### About this task:
For the listing below, give the count of lines containing "WebGame", and no other text.

### Input for this task:
++++++++++++++++++++
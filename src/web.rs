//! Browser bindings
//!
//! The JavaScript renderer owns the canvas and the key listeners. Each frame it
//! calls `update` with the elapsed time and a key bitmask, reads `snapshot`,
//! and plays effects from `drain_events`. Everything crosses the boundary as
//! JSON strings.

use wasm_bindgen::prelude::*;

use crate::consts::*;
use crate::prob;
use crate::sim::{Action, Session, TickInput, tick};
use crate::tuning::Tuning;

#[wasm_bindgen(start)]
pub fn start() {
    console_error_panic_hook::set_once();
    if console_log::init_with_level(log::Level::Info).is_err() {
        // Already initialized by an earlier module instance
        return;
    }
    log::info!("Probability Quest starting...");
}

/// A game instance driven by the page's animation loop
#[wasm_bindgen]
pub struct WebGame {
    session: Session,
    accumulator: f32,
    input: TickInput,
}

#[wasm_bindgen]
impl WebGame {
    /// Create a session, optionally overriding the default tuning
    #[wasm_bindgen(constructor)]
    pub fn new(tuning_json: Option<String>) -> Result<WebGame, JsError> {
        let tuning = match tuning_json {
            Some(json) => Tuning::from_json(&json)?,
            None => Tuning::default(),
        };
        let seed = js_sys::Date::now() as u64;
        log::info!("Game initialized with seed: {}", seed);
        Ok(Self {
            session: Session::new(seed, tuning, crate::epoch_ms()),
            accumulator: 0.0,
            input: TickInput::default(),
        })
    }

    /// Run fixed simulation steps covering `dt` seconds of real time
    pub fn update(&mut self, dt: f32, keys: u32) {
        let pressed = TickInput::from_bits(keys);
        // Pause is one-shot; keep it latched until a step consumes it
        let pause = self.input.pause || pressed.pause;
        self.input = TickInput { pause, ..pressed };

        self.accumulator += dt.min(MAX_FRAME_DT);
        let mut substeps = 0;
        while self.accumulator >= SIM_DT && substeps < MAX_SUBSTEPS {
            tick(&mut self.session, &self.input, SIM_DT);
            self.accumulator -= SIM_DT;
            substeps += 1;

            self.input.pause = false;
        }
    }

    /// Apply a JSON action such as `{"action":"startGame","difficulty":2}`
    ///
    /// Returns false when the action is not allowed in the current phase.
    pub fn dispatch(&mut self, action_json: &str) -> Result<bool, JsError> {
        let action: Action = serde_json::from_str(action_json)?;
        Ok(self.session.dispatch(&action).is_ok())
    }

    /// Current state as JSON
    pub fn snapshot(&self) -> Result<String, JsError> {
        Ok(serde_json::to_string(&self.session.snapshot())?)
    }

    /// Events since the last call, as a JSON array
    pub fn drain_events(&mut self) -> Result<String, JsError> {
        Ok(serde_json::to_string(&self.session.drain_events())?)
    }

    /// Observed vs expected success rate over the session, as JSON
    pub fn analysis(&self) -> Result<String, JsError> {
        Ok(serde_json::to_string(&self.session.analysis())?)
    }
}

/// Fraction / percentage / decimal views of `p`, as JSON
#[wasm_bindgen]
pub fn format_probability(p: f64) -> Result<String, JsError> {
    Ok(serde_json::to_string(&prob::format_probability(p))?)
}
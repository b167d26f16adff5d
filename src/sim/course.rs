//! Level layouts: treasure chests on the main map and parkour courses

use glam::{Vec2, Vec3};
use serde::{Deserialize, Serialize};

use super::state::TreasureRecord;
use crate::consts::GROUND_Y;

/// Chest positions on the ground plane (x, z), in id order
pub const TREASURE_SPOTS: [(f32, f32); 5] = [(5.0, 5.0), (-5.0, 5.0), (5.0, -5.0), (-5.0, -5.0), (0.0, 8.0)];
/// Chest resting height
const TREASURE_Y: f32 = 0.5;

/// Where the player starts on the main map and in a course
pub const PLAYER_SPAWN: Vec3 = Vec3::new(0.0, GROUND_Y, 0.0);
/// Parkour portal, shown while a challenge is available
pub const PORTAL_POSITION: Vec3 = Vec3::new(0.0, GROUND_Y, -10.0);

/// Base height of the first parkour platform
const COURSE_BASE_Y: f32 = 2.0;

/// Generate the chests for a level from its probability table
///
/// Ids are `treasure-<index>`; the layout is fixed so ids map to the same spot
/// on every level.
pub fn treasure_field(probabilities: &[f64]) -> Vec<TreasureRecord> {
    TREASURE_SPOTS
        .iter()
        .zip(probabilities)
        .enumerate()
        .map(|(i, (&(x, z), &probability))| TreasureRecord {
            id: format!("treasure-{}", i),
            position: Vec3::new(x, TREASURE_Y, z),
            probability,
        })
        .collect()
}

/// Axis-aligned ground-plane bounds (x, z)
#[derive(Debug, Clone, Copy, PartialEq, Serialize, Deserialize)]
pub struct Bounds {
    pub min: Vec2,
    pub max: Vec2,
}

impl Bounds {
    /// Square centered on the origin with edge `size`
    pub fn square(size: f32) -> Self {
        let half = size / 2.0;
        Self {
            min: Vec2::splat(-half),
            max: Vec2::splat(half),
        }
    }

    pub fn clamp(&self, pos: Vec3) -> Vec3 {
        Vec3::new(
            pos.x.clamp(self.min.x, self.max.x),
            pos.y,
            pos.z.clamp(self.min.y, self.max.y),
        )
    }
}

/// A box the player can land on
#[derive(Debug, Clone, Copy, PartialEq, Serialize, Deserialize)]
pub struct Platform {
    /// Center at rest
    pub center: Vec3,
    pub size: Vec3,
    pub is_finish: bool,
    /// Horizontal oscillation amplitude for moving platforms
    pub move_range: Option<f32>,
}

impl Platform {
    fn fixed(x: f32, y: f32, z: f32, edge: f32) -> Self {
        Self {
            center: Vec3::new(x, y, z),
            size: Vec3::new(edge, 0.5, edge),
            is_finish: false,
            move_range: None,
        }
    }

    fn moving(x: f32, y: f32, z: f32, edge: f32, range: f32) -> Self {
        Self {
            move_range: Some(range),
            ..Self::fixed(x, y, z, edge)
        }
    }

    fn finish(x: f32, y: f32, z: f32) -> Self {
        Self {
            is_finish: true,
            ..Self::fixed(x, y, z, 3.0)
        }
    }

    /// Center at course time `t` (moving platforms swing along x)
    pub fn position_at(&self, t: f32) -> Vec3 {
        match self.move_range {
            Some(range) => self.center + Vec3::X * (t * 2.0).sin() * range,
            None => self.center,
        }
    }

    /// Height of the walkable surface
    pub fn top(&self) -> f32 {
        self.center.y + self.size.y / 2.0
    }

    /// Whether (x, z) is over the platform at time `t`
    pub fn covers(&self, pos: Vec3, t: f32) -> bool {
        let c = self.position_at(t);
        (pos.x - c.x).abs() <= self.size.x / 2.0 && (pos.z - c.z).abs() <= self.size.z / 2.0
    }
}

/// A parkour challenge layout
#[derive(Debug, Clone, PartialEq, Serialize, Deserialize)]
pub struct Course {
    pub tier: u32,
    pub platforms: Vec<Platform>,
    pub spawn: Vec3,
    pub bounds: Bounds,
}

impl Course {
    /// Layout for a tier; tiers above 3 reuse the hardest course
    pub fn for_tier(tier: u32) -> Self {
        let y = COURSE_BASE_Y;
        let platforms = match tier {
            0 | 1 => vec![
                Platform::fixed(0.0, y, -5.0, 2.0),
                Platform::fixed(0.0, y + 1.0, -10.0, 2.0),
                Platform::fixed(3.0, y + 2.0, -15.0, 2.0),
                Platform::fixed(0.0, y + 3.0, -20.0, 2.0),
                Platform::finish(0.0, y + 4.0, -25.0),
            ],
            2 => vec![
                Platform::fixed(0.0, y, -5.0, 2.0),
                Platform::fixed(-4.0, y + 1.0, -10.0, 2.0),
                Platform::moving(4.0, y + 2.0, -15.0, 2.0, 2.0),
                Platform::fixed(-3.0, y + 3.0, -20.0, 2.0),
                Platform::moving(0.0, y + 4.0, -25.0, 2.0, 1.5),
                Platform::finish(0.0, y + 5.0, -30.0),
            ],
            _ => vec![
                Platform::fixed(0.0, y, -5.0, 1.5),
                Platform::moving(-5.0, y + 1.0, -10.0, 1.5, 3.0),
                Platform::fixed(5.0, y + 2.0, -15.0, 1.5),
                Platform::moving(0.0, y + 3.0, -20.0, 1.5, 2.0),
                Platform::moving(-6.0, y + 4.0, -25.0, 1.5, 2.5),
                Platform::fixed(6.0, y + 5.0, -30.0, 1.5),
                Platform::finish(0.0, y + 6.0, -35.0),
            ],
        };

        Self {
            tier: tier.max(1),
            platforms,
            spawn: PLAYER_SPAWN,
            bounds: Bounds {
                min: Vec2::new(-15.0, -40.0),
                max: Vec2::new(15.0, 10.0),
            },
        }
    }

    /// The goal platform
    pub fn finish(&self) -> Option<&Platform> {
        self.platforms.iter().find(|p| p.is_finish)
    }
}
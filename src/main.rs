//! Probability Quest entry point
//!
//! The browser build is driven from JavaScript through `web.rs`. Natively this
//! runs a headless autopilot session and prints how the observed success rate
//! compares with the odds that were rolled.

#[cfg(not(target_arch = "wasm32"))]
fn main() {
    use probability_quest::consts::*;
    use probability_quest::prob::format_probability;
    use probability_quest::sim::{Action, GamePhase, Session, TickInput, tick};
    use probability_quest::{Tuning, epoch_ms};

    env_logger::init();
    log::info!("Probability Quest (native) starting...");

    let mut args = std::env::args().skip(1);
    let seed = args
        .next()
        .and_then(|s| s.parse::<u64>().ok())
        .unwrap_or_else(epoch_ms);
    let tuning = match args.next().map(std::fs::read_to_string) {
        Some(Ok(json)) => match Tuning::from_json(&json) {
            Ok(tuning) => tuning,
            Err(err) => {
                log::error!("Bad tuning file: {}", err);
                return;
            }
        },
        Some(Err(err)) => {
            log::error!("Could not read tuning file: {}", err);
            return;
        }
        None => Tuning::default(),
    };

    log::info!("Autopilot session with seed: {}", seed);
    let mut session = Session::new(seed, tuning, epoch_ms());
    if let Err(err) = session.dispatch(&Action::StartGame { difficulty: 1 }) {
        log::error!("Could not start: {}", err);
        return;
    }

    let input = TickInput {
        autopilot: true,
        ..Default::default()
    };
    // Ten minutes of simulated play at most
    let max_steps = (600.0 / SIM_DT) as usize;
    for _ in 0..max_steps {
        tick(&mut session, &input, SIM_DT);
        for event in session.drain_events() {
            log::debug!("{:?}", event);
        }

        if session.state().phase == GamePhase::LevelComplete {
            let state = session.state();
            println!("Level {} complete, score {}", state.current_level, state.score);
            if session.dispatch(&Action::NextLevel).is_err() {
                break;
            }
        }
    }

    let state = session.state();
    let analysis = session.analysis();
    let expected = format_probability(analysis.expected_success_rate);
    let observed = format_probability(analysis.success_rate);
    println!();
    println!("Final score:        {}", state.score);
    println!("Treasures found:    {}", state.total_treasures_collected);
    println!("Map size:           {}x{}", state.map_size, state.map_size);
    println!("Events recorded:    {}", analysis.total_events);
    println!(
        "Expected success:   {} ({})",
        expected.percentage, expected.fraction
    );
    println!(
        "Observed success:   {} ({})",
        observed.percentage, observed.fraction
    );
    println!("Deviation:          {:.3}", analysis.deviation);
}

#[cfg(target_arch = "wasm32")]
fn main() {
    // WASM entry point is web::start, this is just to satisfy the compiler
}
++++++++++++++++++++
### Finished task:
3